## DATA SHOWN

○ ○ ○ ○ ○

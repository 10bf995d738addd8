//! Backup settings for savesnap
//!
//! Settings come from up to two layers: a JSON config file and the command
//! line (each flag also readable from a `SAVESNAP_*` environment variable).
//! Command-line values win. The merged `BackupSettings` is then validated
//! into a `BackupConfig`, which is what the engine actually runs on.

use std::fmt;
use std::num::NonZeroUsize;
use std::path::{Path, PathBuf};
use std::time::Duration;

use serde::{Deserialize, Serialize};

use super::paths::SavesnapPaths;
use crate::backup::{RetentionPolicy, RetryPolicy};
use crate::error::{SavesnapError, SavesnapResult};
use crate::snapshot::{HostId, RemotePath};
use crate::transport::{CopyOptions, DEFAULT_CONCURRENCY};

/// Which transport carries the snapshot to the backup root
#[derive(
    Debug, Clone, Copy, PartialEq, Eq, Default, Serialize, Deserialize, clap::ValueEnum,
)]
#[serde(rename_all = "lowercase")]
pub enum TransportKind {
    /// rclone for `remote:path` roots, the local filesystem otherwise
    #[default]
    Auto,
    /// Native copy to a local or mounted filesystem
    Local,
    /// The external `rclone` binary
    Rclone,
}

impl TransportKind {
    /// Pick a concrete transport for `backup_root`
    pub fn resolve(self, backup_root: &RemotePath) -> SavesnapResult<Self> {
        match self {
            Self::Auto if backup_root.is_remote() => Ok(Self::Rclone),
            Self::Auto => Ok(Self::Local),
            Self::Local if backup_root.is_remote() => Err(SavesnapError::Config(format!(
                "the local transport cannot reach remote backup root {}",
                backup_root
            ))),
            other => Ok(other),
        }
    }
}

impl fmt::Display for TransportKind {
    fn fmt(&self, f: &mut fmt::Formatter<'_>) -> fmt::Result {
        match self {
            Self::Auto => write!(f, "auto"),
            Self::Local => write!(f, "local"),
            Self::Rclone => write!(f, "rclone"),
        }
    }
}

/// Raw, unvalidated settings as read from a config file or the command line
#[derive(Debug, Clone, Default, PartialEq, Eq, Serialize, Deserialize)]
#[serde(default, deny_unknown_fields)]
pub struct BackupSettings {
    /// Directory whose contents are backed up
    #[serde(alias = "localSource", skip_serializing_if = "Option::is_none")]
    pub local_source: Option<PathBuf>,

    /// Directory under which snapshots are created, `remote:path` or a path
    #[serde(alias = "backupRoot", skip_serializing_if = "Option::is_none")]
    pub backup_root: Option<String>,

    /// Host identifier embedded in snapshot names
    #[serde(alias = "hostId", skip_serializing_if = "Option::is_none")]
    pub host_id: Option<String>,

    /// Retention cap; absent keeps every snapshot
    #[serde(alias = "maxBackups", skip_serializing_if = "Option::is_none")]
    pub max_backups: Option<i64>,

    /// Parallel file transfers
    #[serde(skip_serializing_if = "Option::is_none")]
    pub concurrency: Option<usize>,

    #[serde(skip_serializing_if = "Option::is_none")]
    pub transport: Option<TransportKind>,

    #[serde(skip_serializing_if = "Option::is_none")]
    pub preserve_empty_dirs: Option<bool>,

    #[serde(skip_serializing_if = "Option::is_none")]
    pub follow_links: Option<bool>,

    #[serde(skip_serializing_if = "Option::is_none")]
    pub integrity_check: Option<bool>,

    /// Extra copy attempts after a transient failure
    #[serde(skip_serializing_if = "Option::is_none")]
    pub retries: Option<u32>,

    #[serde(skip_serializing_if = "Option::is_none")]
    pub retry_delay_secs: Option<u64>,

    /// Path or name of the rclone executable
    #[serde(skip_serializing_if = "Option::is_none")]
    pub rclone_binary: Option<PathBuf>,

    /// Extra flags appended to every rclone invocation
    #[serde(skip_serializing_if = "Option::is_none")]
    pub rclone_flags: Option<Vec<String>>,
}

/// Fully validated configuration for one run
#[derive(Debug, Clone, PartialEq, Eq, Serialize)]
pub struct BackupConfig {
    pub local_source: PathBuf,
    pub backup_root: RemotePath,
    pub host_id: HostId,
    pub retention: RetentionPolicy,
    pub copy: CopyOptions,
    pub retry: RetryPolicy,
    /// Concrete transport, never `Auto`
    pub transport: TransportKind,
    pub rclone_binary: PathBuf,
    pub rclone_flags: Vec<String>,
}

impl BackupSettings {
    /// Load settings from a JSON config file
    pub fn load(path: &Path) -> SavesnapResult<Self> {
        let contents = std::fs::read_to_string(path).map_err(|e| {
            SavesnapError::Config(format!(
                "Failed to read config file {}: {}",
                path.display(),
                e
            ))
        })?;

        serde_json::from_str(&contents).map_err(|e| {
            SavesnapError::Config(format!(
                "Failed to parse config file {}: {}",
                path.display(),
                e
            ))
        })
    }

    /// Load the config file layer
    ///
    /// An explicit path must exist. Without one, the default config file is
    /// read if present; otherwise the layer is empty.
    pub fn load_layer(explicit: Option<&Path>) -> SavesnapResult<Self> {
        match SavesnapPaths::find_config_file(explicit) {
            Some(path) => Self::load(&path),
            None => Ok(Self::default()),
        }
    }

    /// Overlay `overrides` on top of these settings
    pub fn merge(self, overrides: BackupSettings) -> Self {
        Self {
            local_source: overrides.local_source.or(self.local_source),
            backup_root: overrides.backup_root.or(self.backup_root),
            host_id: overrides.host_id.or(self.host_id),
            max_backups: overrides.max_backups.or(self.max_backups),
            concurrency: overrides.concurrency.or(self.concurrency),
            transport: overrides.transport.or(self.transport),
            preserve_empty_dirs: overrides.preserve_empty_dirs.or(self.preserve_empty_dirs),
            follow_links: overrides.follow_links.or(self.follow_links),
            integrity_check: overrides.integrity_check.or(self.integrity_check),
            retries: overrides.retries.or(self.retries),
            retry_delay_secs: overrides.retry_delay_secs.or(self.retry_delay_secs),
            rclone_binary: overrides.rclone_binary.or(self.rclone_binary),
            rclone_flags: overrides.rclone_flags.or(self.rclone_flags),
        }
    }

    /// The backup root alone, for commands that never touch the source
    pub fn backup_root(&self) -> SavesnapResult<RemotePath> {
        self.backup_root
            .as_deref()
            .ok_or_else(|| {
                SavesnapError::Config(
                    "backup root is required (--backup-root or SAVESNAP_BACKUP_ROOT)".into(),
                )
            })?
            .parse()
    }

    /// The retention policy alone
    pub fn retention(&self) -> SavesnapResult<RetentionPolicy> {
        RetentionPolicy::from_setting(self.max_backups)
    }

    /// Check every value and produce the configuration a run uses
    pub fn validate(&self) -> SavesnapResult<BackupConfig> {
        let local_source = self.local_source.clone().ok_or_else(|| {
            SavesnapError::Config("source directory is required (--source or SAVESNAP_SOURCE)".into())
        })?;
        let backup_root = self.backup_root()?;
        let host_id = match &self.host_id {
            Some(id) => HostId::new(id.as_str())?,
            None => HostId::detect(),
        };

        let concurrency = NonZeroUsize::new(self.concurrency.unwrap_or(DEFAULT_CONCURRENCY))
            .ok_or_else(|| SavesnapError::Config("concurrency must be at least 1".into()))?;
        let defaults = CopyOptions::default();
        let copy = CopyOptions {
            preserve_empty_dirs: self
                .preserve_empty_dirs
                .unwrap_or(defaults.preserve_empty_dirs),
            follow_links: self.follow_links.unwrap_or(defaults.follow_links),
            concurrency: concurrency.get(),
            integrity_check: self.integrity_check.unwrap_or(defaults.integrity_check),
        };

        let default_retry = RetryPolicy::default();
        let retry = RetryPolicy {
            retries: self.retries.unwrap_or(default_retry.retries),
            delay: self
                .retry_delay_secs
                .map(Duration::from_secs)
                .unwrap_or(default_retry.delay),
        };

        Ok(BackupConfig {
            local_source,
            transport: self.transport.unwrap_or_default().resolve(&backup_root)?,
            backup_root,
            host_id,
            retention: self.retention()?,
            copy,
            retry,
            rclone_binary: self
                .rclone_binary
                .clone()
                .unwrap_or_else(|| PathBuf::from("rclone")),
            rclone_flags: self.rclone_flags.clone().unwrap_or_default(),
        })
    }
}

○ ○ ○ ○ ○

## PROBLEM DESCRIPTION
Gather every line from the listing above in which the word "Auto" appears.

## EXPECTED OUTPUT
    Auto,
            Self::Auto if backup_root.is_remote() => Ok(Self::Rclone),
            Self::Auto => Ok(Self::Local),
            Self::Auto => write!(f, "auto"),
    /// Concrete transport, never `Auto`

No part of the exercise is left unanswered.